## TO DO
From the listing below, copy only the lines running from the line that contains "how its fields" to the line that contains "cached rule descriptors.", both included.

● ● ● ●

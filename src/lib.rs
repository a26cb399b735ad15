//! # grammar
//!
//! Declarative grammars from annotated Rust structs.
//!
//!     A grammar rule is a struct deriving [`Rule`]. The struct attribute says how its fields
//!     combine (`one_of`: exactly one alternative, `seq`: all of them in order) and the field
//!     types say how often each one occurs (`T` once, `Option<T>` at most once, `Vec<T>` any
//!     number of times). Field attributes constrain the tokens a field may match.
//!
//!     ```rust
//!     use grammar::{Match, Rule, Token};
//!
//!     #[derive(Debug, Default, Rule)]
//!     #[rule(one_of)]
//!     struct Value {
//!         #[rule(tok = "number")]
//!         number: Option<Token>,
//!         list: Option<List>,
//!     }
//!
//!     #[derive(Debug, Default, Rule)]
//!     #[rule(seq)]
//!     struct List {
//!         #[rule(tok = "op,[")]
//!         open: Match,
//!         #[rule(sep = "op,,")]
//!         items: Vec<Value>,
//!         #[rule(tok = "op,]")]
//!         close: Match,
//!     }
//!     ```
//!
//! Layers
//!
//!     1. [token]: tokens and rewindable token streams.
//!     2. [lexing]: lexers producing token streams (a regex table tokeniser with modes).
//!     3. [ruledef]: compiles declarations into cached rule descriptors.
//!     4. [parsing]: the backtracking engine and furthest-error arbitration.
//!     5. [formats]: the pretty printer.
//!     6. [grammars]: bundled JSON, S-expression and simplified JSON grammars.

// Lets the derive's `::grammar::` paths resolve inside this crate too.
extern crate self as grammar;

pub mod formats;
pub mod grammars;
pub mod lexing;
pub mod parsing;
pub mod rule;
pub mod ruledef;
pub mod token;

pub use grammar_derive::Rule;

pub use formats::pretty::{
    to_pretty_string, to_pretty_string_with_indent, write_pretty, PrettyPrinter, PrettyWrite,
};
pub use lexing::{LexError, TokenDef, Tokeniser};
pub use parsing::{
    parse, parse_complete, parse_into, parse_with_options, Cause, ParseError, ParseOptions,
    ParserState,
};
pub use rule::{Declared, FieldView, Match, Rule};
pub use ruledef::{
    Cardinality, Combinator, Declaration, FieldDeclaration, FieldDescriptor, GrammarError,
    Marker, RuleDescriptor, SizeOptions, TokenMatch, TokenOptions,
};
pub use token::{SliceTokenStream, Token, TokenStream};
//! Regex table tokeniser
//!
//! Token definitions are tried in declaration order: each mode compiles its definitions
//! into one anchored alternation, and the first alternative that matches at the current
//! offset wins (leftmost-first, as the regex crate resolves alternations). Each definition
//! is wrapped in its own named group so user patterns are free to use capture groups.

use super::LexError;
use crate::token::{SliceTokenStream, Token};
use regex::Regex;
use std::collections::HashMap;

/// Hook that takes over tokenizing for a definition: it receives the remaining input and
/// returns the byte length of the token starting there.
pub type SpecialFn = fn(&str) -> usize;

/// One entry of a tokeniser table.
#[derive(Debug, Clone)]
pub struct TokenDef {
    /// The regular expression the token must match
    pub pattern: String,
    /// The token type; `None` discards the matched text
    pub name: Option<String>,
    /// The lexical mode this definition belongs to (`""` is the default mode)
    pub mode: String,
    /// Mode to enter after this token
    pub push_mode: Option<String>,
    /// Return to the previous mode after this token
    pub pop_mode: bool,
    /// If set, decides how much input the token spans once the pattern has matched
    pub special: Option<SpecialFn>,
}

impl TokenDef {
    pub fn new(name: impl Into<String>, pattern: impl Into<String>) -> Self {
        TokenDef {
            pattern: pattern.into(),
            name: Some(name.into()),
            mode: String::new(),
            push_mode: None,
            pop_mode: false,
            special: None,
        }
    }

    /// A definition whose matches are dropped from the token stream.
    pub fn skip(pattern: impl Into<String>) -> Self {
        TokenDef {
            name: None,
            ..TokenDef::new("", pattern)
        }
    }

    pub fn in_mode(mut self, mode: impl Into<String>) -> Self {
        self.mode = mode.into();
        self
    }

    pub fn push_mode(mut self, mode: impl Into<String>) -> Self {
        self.push_mode = Some(mode.into());
        self
    }

    pub fn pop_mode(mut self) -> Self {
        self.pop_mode = true;
        self
    }

    pub fn special(mut self, special: SpecialFn) -> Self {
        self.special = Some(special);
        self
    }
}

#[derive(Debug, Clone)]
struct ModeTable {
    regex: Regex,
    defs: Vec<TokenDef>,
}

/// Group names starting with `__tok` are reserved for the tokeniser.
fn group_name(index: usize) -> String {
    format!("__tok{index}")
}

/// A tokeniser built from an ordered list of [`TokenDef`]s.
#[derive(Debug, Clone)]
pub struct Tokeniser {
    modes: HashMap<String, ModeTable>,
    initial_mode: String,
}

impl Tokeniser {
    /// Compile the definitions. The mode of the first definition is the initial mode.
    pub fn new(defs: Vec<TokenDef>) -> Result<Self, LexError> {
        let initial_mode = defs.first().ok_or(LexError::NoDefinitions)?.mode.clone();

        let mut grouped: Vec<(String, Vec<TokenDef>)> = Vec::new();
        for def in defs {
            match grouped.iter_mut().find(|(mode, _)| *mode == def.mode) {
                Some((_, mode_defs)) => mode_defs.push(def),
                None => grouped.push((def.mode.clone(), vec![def])),
            }
        }

        for (_, mode_defs) in &grouped {
            for def in mode_defs {
                if let Some(pushed) = &def.push_mode {
                    if !grouped.iter().any(|(mode, _)| mode == pushed) {
                        return Err(LexError::UnknownMode(pushed.clone()));
                    }
                }
            }
        }

        let mut modes = HashMap::new();
        for (mode, mode_defs) in grouped {
            let alternation = mode_defs
                .iter()
                .enumerate()
                .map(|(i, def)| format!("(?P<{}>{})", group_name(i), def.pattern))
                .collect::<Vec<_>>()
                .join("|");
            let regex = Regex::new(&format!("^(?:{alternation})"))
                .map_err(|e| LexError::Pattern(e.to_string()))?;
            modes.insert(
                mode,
                ModeTable {
                    regex,
                    defs: mode_defs,
                },
            );
        }

        Ok(Tokeniser {
            modes,
            initial_mode,
        })
    }

    /// Tokenise a whole string.
    pub fn tokenise(&self, source: &str) -> Result<SliceTokenStream, LexError> {
        let mut mode = self.initial_mode.as_str();
        let mut previous_modes: Vec<&str> = Vec::new();
        let mut tokens = Vec::new();
        let mut offset = 0;

        while offset < source.len() {
            let rest = &source[offset..];
            let table = self
                .modes
                .get(mode)
                .ok_or_else(|| LexError::UnknownMode(mode.to_string()))?;
            let caps = table
                .regex
                .captures(rest)
                .ok_or(LexError::NoMatch { offset })?;
            let Some(def) = table
                .defs
                .iter()
                .enumerate()
                .find(|(i, _)| caps.name(&group_name(*i)).is_some())
                .map(|(_, def)| def)
            else {
                return Err(LexError::NoMatch { offset });
            };

            let len = match def.special {
                Some(special) => special(rest),
                None => caps.get(0).map_or(0, |m| m.end()),
            };
            if len == 0 {
                return Err(LexError::EmptyMatch { offset });
            }
            if len > rest.len() || !rest.is_char_boundary(len) {
                return Err(LexError::NoMatch { offset });
            }

            if let Some(name) = &def.name {
                tokens.push(Token::new(name.as_str(), &rest[..len]));
            }
            if let Some(pushed) = &def.push_mode {
                previous_modes.push(mode);
                mode = pushed.as_str();
            } else if def.pop_mode {
                mode = previous_modes
                    .pop()
                    .ok_or(LexError::NoModeToPop { offset })?;
            }
            offset += len;
        }

        Ok(SliceTokenStream::new(tokens))
    }
}

#[cfg(test)]
mod tests {
    use super::*;

    fn values(stream: &SliceTokenStream) -> Vec<(&str, &str)> {
        stream
            .tokens()
            .iter()
            .map(|t| (t.token_type(), t.value()))
            .collect()
    }

    fn arithmetic() -> Tokeniser {
        Tokeniser::new(vec![
            TokenDef::skip(r"\s+"),
            TokenDef::new("number", r"[0-9]+"),
            TokenDef::new("op", r"[-+*/()]"),
        ])
        .unwrap()
    }

    #[test]
    fn test_skips_unnamed_definitions() {
        let stream = arithmetic().tokenise("1 + (23*4)").unwrap();
        assert_eq!(
            values(&stream),
            vec![
                ("number", "1"),
                ("op", "+"),
                ("op", "("),
                ("number", "23"),
                ("op", "*"),
                ("number", "4"),
                ("op", ")"),
            ]
        );
    }

    #[test]
    fn test_declaration_order_wins() {
        let tokeniser = Tokeniser::new(vec![
            TokenDef::new("keyword", "let"),
            TokenDef::new("ident", "[a-z]+"),
        ])
        .unwrap();
        let stream = tokeniser.tokenise("let").unwrap();
        assert_eq!(values(&stream), vec![("keyword", "let")]);
    }

    #[test]
    fn test_user_capture_groups_do_not_shift_definitions() {
        let tokeniser = Tokeniser::new(vec![
            TokenDef::new("pair", r"(a)(b)"),
            TokenDef::new("other", r"c"),
        ])
        .unwrap();
        let stream = tokeniser.tokenise("abc").unwrap();
        assert_eq!(values(&stream), vec![("pair", "ab"), ("other", "c")]);
    }

    #[test]
    fn test_user_group_names_do_not_collide() {
        let tokeniser = Tokeniser::new(vec![
            TokenDef::new("first", r"(?P<t0>x)"),
            TokenDef::new("second", r"(?P<t1>y)"),
        ])
        .unwrap();
        let stream = tokeniser.tokenise("yx").unwrap();
        assert_eq!(values(&stream), vec![("second", "y"), ("first", "x")]);
    }

    #[test]
    fn test_modes_push_and_pop() {
        // Inside braces spaces are significant, outside they are dropped.
        let tokeniser = Tokeniser::new(vec![
            TokenDef::skip(r"\s+"),
            TokenDef::new("word", r"[a-z]+"),
            TokenDef::new("open", r"\{").push_mode("raw"),
            TokenDef::new("close", r"\}").in_mode("raw").pop_mode(),
            TokenDef::new("text", r"[^}]+").in_mode("raw"),
        ])
        .unwrap();
        let stream = tokeniser.tokenise("say { hi there } done").unwrap();
        assert_eq!(
            values(&stream),
            vec![
                ("word", "say"),
                ("open", "{"),
                ("text", " hi there "),
                ("close", "}"),
                ("word", "done"),
            ]
        );
    }

    #[test]
    fn test_pop_without_push_fails() {
        let tokeniser = Tokeniser::new(vec![TokenDef::new("close", r"\)").pop_mode()]).unwrap();
        assert_eq!(
            tokeniser.tokenise(")").unwrap_err(),
            LexError::NoModeToPop { offset: 0 }
        );
    }

    #[test]
    fn test_special_takes_over() {
        // Reads a length-prefixed blob such as "3:abc".
        fn blob(rest: &str) -> usize {
            let digits = rest.bytes().take_while(u8::is_ascii_digit).count();
            let len: usize = rest[..digits].parse().unwrap_or(0);
            digits + 1 + len
        }
        let tokeniser = Tokeniser::new(vec![
            TokenDef::new("blob", r"[0-9]+:").special(blob),
            TokenDef::new("word", r"[a-z]+"),
        ])
        .unwrap();
        let stream = tokeniser.tokenise("3:a:bxy").unwrap();
        assert_eq!(values(&stream), vec![("blob", "3:a:b"), ("word", "xy")]);
    }

    #[test]
    fn test_reports_offset_of_invalid_input() {
        assert_eq!(
            arithmetic().tokenise("1 + x").unwrap_err(),
            LexError::NoMatch { offset: 4 }
        );
    }

    #[test]
    fn test_rejects_empty_matches() {
        let tokeniser = Tokeniser::new(vec![TokenDef::new("maybe", r"a*")]).unwrap();
        assert_eq!(
            tokeniser.tokenise("b").unwrap_err(),
            LexError::EmptyMatch { offset: 0 }
        );
    }

    #[test]
    fn test_rejects_unknown_pushed_mode() {
        let err = Tokeniser::new(vec![TokenDef::new("open", r"\(").push_mode("nowhere")])
            .unwrap_err();
        assert_eq!(err, LexError::UnknownMode("nowhere".to_string()));
    }

    #[test]
    fn test_rejects_bad_pattern() {
        assert!(matches!(
            Tokeniser::new(vec![TokenDef::new("bad", r"(")]),
            Err(LexError::Pattern(_))
        ));
        assert!(matches!(Tokeniser::new(vec![]), Err(LexError::NoDefinitions)));
    }
}
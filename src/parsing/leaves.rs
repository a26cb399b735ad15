//! Built-in rules that are not declared as structs.

use super::error::ParseError;
use super::state::ParserState;
use crate::rule::{Match, Rule};
use crate::ruledef::TokenOptions;
use crate::token::Token;

/// Stores the matched token.
impl Rule for Token {
    fn parse(state: &mut ParserState<'_>, opts: &TokenOptions) -> Result<Self, ParseError> {
        state.match_next(opts)
    }
}

impl Rule for Match {
    fn parse(state: &mut ParserState<'_>, opts: &TokenOptions) -> Result<Self, ParseError> {
        state.match_next(opts).map(|_| Match)
    }
}

/// Indirection for recursive grammars.
impl<T: Rule> Rule for Box<T> {
    fn parse(state: &mut ParserState<'_>, opts: &TokenOptions) -> Result<Self, ParseError> {
        T::parse(state, opts).map(Box::new)
    }

    fn drop_filter() -> Option<&'static TokenOptions> {
        T::drop_filter()
    }
}

#[cfg(test)]
mod tests {
    use super::*;
    use crate::ruledef::parse_token_directive;
    use crate::token::SliceTokenStream;

    #[test]
    fn test_token_leaf() {
        let mut s: SliceTokenStream = vec![Token::new("number", "7")].into();
        let mut state = ParserState::new(&mut s);
        let opts = parse_token_directive("number").unwrap();
        assert_eq!(Token::parse(&mut state, &opts).unwrap(), Token::new("number", "7"));
    }

    #[test]
    fn test_match_leaf_checks_value() {
        let mut s: SliceTokenStream = vec![Token::new("op", "]")].into();
        let mut state = ParserState::new(&mut s);
        let opts = parse_token_directive("op,[").unwrap();
        assert!(Match::parse(&mut state, &opts).is_err());
        assert_eq!(state.save(), 0);
    }

    #[test]
    fn test_boxed_leaf() {
        let mut s: SliceTokenStream = vec![Token::new("word", "a")].into();
        let mut state = ParserState::new(&mut s);
        let boxed = <Box<Token>>::parse(&mut state, &TokenOptions::default()).unwrap();
        assert_eq!(boxed.value(), "a");
    }
}
//! Indented parse tree printer
//!
//! A rule renders as its name and a braced block holding one line per populated field, each
//! one level deeper. Repeated fields render as a bracketed list of their items. Empty
//! optional and empty repeated fields are left out.
//!
//!     Array {
//!       open: {}
//!       items: [
//!         Json {
//!           number: {number 1}
//!         }
//!       ]
//!       close: {}
//!     }
//!
//! Tokens print as `{<type> <value>}` and the [`Match`] marker as `{}`.

use crate::rule::{Declared, FieldView, Match};
use crate::ruledef::descriptor;
use crate::token::Token;
use std::fmt::{self, Write};

pub const DEFAULT_INDENT: usize = 2;

/// A node the pretty printer can render. Object safe.
pub trait PrettyWrite {
    fn pretty_write(&self, printer: &mut PrettyPrinter<'_>) -> fmt::Result;
}

pub struct PrettyPrinter<'w> {
    out: &'w mut dyn Write,
    width: usize,
    depth: usize,
    /// Field name to prefix the next line with
    label: Option<&'static str>,
}

impl<'w> PrettyPrinter<'w> {
    pub fn new(out: &'w mut dyn Write) -> Self {
        PrettyPrinter {
            out,
            width: DEFAULT_INDENT,
            depth: 0,
            label: None,
        }
    }

    pub fn with_indent(mut self, width: usize) -> Self {
        self.width = width;
        self
    }

    fn line(&mut self, text: fmt::Arguments<'_>) -> fmt::Result {
        let indent = self.depth * self.width;
        write!(self.out, "{:indent$}", "")?;
        if let Some(label) = self.label.take() {
            write!(self.out, "{label}: ")?;
        }
        writeln!(self.out, "{text}")
    }

    /// A single-line node.
    pub fn leaf(&mut self, text: impl fmt::Display) -> fmt::Result {
        self.line(format_args!("{text}"))
    }

    /// Start a rule block.
    pub fn open(&mut self, name: &str) -> fmt::Result {
        self.line(format_args!("{name} {{"))?;
        self.depth += 1;
        Ok(())
    }

    pub fn close(&mut self) -> fmt::Result {
        self.depth = self.depth.saturating_sub(1);
        self.line(format_args!("}}"))
    }

    /// A named field holding one node.
    pub fn field(&mut self, name: &'static str, value: &dyn PrettyWrite) -> fmt::Result {
        self.label = Some(name);
        value.pretty_write(self)
    }

    /// A named field holding a list of nodes.
    pub fn list(&mut self, name: &'static str, items: &[&dyn PrettyWrite]) -> fmt::Result {
        self.label = Some(name);
        self.line(format_args!("["))?;
        self.depth += 1;
        for item in items {
            item.pretty_write(self)?;
        }
        self.depth = self.depth.saturating_sub(1);
        self.line(format_args!("]"))
    }
}

/// Render a derived rule from its descriptor.
pub fn write_declared<R: Declared>(node: &R, printer: &mut PrettyPrinter<'_>) -> fmt::Result {
    let descriptor = descriptor::<R>();
    printer.open(descriptor.name)?;
    for field in &descriptor.fields {
        match node.field_view(field.index) {
            FieldView::Single(value) | FieldView::Optional(Some(value)) => {
                printer.field(field.name, value)?
            }
            FieldView::Optional(None) => {}
            FieldView::Repeated(items) => {
                if !items.is_empty() {
                    printer.list(field.name, &items)?;
                }
            }
        }
    }
    printer.close()
}

pub fn to_pretty_string(node: &dyn PrettyWrite) -> String {
    to_pretty_string_with_indent(node, DEFAULT_INDENT)
}

/// Render `node` into `out`, stopping at the first error a node reports.
pub fn write_pretty(out: &mut dyn Write, node: &dyn PrettyWrite, width: usize) -> fmt::Result {
    node.pretty_write(&mut PrettyPrinter::new(out).with_indent(width))
}

/// Render `node` into a string. If a node fails to render, the output ends there and the
/// failure is logged; use [`write_pretty`] to handle it.
pub fn to_pretty_string_with_indent(node: &dyn PrettyWrite, width: usize) -> String {
    let mut out = String::new();
    if let Err(err) = write_pretty(&mut out, node, width) {
        log::warn!("pretty printing stopped early: {err}");
    }
    out
}

impl PrettyWrite for Token {
    fn pretty_write(&self, printer: &mut PrettyPrinter<'_>) -> fmt::Result {
        printer.leaf(format_args!("{{{} {}}}", self.token_type(), self.value()))
    }
}

impl PrettyWrite for Match {
    fn pretty_write(&self, printer: &mut PrettyPrinter<'_>) -> fmt::Result {
        printer.leaf("{}")
    }
}

impl<T: PrettyWrite + ?Sized> PrettyWrite for Box<T> {
    fn pretty_write(&self, printer: &mut PrettyPrinter<'_>) -> fmt::Result {
        (**self).pretty_write(printer)
    }
}

#[cfg(test)]
mod tests {
    use super::*;
    use crate::Rule;

    #[derive(Debug, Default, Rule)]
    #[rule(seq)]
    struct Pair {
        #[rule(tok = "word")]
        key: Token,
        #[rule(tok = "op,=")]
        eq: Match,
        #[rule(tok = "number")]
        values: Vec<Token>,
        #[rule(tok = "comment")]
        note: Option<Token>,
    }

    struct Unprintable;

    impl PrettyWrite for Unprintable {
        fn pretty_write(&self, _printer: &mut PrettyPrinter<'_>) -> fmt::Result {
            Err(fmt::Error)
        }
    }

    #[test]
    fn test_node_errors_stop_the_output() {
        let word = Token::new("word", "a");
        let mut out = String::new();
        let result = PrettyPrinter::new(&mut out).list("items", &[&word, &Unprintable, &word]);
        assert!(result.is_err());
        assert_eq!(out, "items: [\n  {word a}\n");

        let mut out = String::new();
        assert!(write_pretty(&mut out, &Unprintable, DEFAULT_INDENT).is_err());
        assert_eq!(to_pretty_string(&Unprintable), "");
    }

    #[test]
    fn test_leaves() {
        assert_eq!(to_pretty_string(&Token::new("number", "42")), "{number 42}\n");
        assert_eq!(to_pretty_string(&Match), "{}\n");
        assert_eq!(to_pretty_string(&Box::new(Match)), "{}\n");
    }

    #[test]
    fn test_rule_block_omits_empty_fields() {
        let pair = Pair {
            key: Token::new("word", "x"),
            eq: Match,
            values: vec![],
            note: None,
        };
        assert_eq!(to_pretty_string(&pair), "Pair {\n  key: {word x}\n  eq: {}\n}\n");
    }

    #[test]
    fn test_repeated_and_indent_width() {
        let pair = Pair {
            key: Token::new("word", "x"),
            eq: Match,
            values: vec![Token::new("number", "1"), Token::new("number", "2")],
            note: Some(Token::new("comment", "#")),
        };
        assert_eq!(
            to_pretty_string_with_indent(&pair, 4),
            "Pair {\n    key: {word x}\n    eq: {}\n    values: [\n        {number 1}\n        {number 2}\n    ]\n    note: {comment #}\n}\n"
        );
    }
}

● ● ● ●

## RESULT
//!     A grammar rule is a struct deriving [`Rule`]. The struct attribute says how its fields
//!     combine (`one_of`: exactly one alternative, `seq`: all of them in order) and the field
//!     types say how often each one occurs (`T` once, `Option<T>` at most once, `Vec<T>` any
//!     number of times). Field attributes constrain the tokens a field may match.
//!
//!     ```rust
//!     use grammar::{Match, Rule, Token};
//!
//!     #[derive(Debug, Default, Rule)]
//!     #[rule(one_of)]
//!     struct Value {
//!         #[rule(tok = "number")]
//!         number: Option<Token>,
//!         list: Option<List>,
//!     }
//!
//!     #[derive(Debug, Default, Rule)]
//!     #[rule(seq)]
//!     struct List {
//!         #[rule(tok = "op,[")]
//!         open: Match,
//!         #[rule(sep = "op,,")]
//!         items: Vec<Value>,
//!         #[rule(tok = "op,]")]
//!         close: Match,
//!     }
//!     ```
//!
//! Layers
//!
//!     1. [token]: tokens and rewindable token streams.
//!     2. [lexing]: lexers producing token streams (a regex table tokeniser with modes).
//!     3. [ruledef]: compiles declarations into cached rule descriptors.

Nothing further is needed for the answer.